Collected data
Segment Open
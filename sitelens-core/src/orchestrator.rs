//! The audit state machine: `PENDING -> RUNNING -> COMPLETED | FAILED`.
//!
//! One [`Auditor`] drives a run end to end. All writes to the run record are
//! made from the task driving [`Auditor::run`]; worker tasks only hand back
//! their results.

use crate::collaborators::{
    AuditEvent, Collaborators, DiagnosticsStrategy, PerformanceDiagnostics, ScreenCapture, Site,
};
use crate::config::AuditConfig;
use crate::error::{AuditError, Result};
use crate::merge::{non_blank, resolve_optional, resolve_text, title_from_url};
use crate::pool::{Limiter, WorkerPool};
use crate::run::{
    AuditRun, FilmstripRef, PageRecord, Progress, RunStatus, RunUpdate, ScreenshotRefs, SegmentRef,
};
use crate::scoring::{self, CategoryScores};
use crate::security::document_language;
use chrono::Utc;
use futures::future::join_all;
use reqwest::Client;
use serde_json::json;
use sitelens_scanner::discovery::{Discovery, SiteProfile, homepage_of};
use sitelens_scanner::issue::{Category, Issue, IssueSource, Severity, dedupe_issues, messages};
use sitelens_scanner::page::{DESKTOP_USER_AGENT, PageScanner, ScanOptions, scan_with_fallback};
use sitelens_scanner::result::{DeviceCapture, PageScanResult};
use sitelens_scanner::{DeviceType, FetchScanner, ScanError};
use std::sync::Arc;
use tracing::{debug, error, info, warn};
use url::Url;

/// Receives every progress snapshot, in order.
pub type ProgressCallback = Arc<dyn Fn(&Progress) + Send + Sync>;

/// Scan-phase progress stays under this until the post-scan phases run.
pub const SCAN_PROGRESS_CEILING: u8 = 84;

/// Longest error text persisted on a failed run.
pub const MAX_FAILURE_DETAIL: usize = 500;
Segment Closed
EXERCISE PROMPT: Write the number of lines in the data above that contain the word "Auditor", and add nothing to it.

FINISHED TASK: 2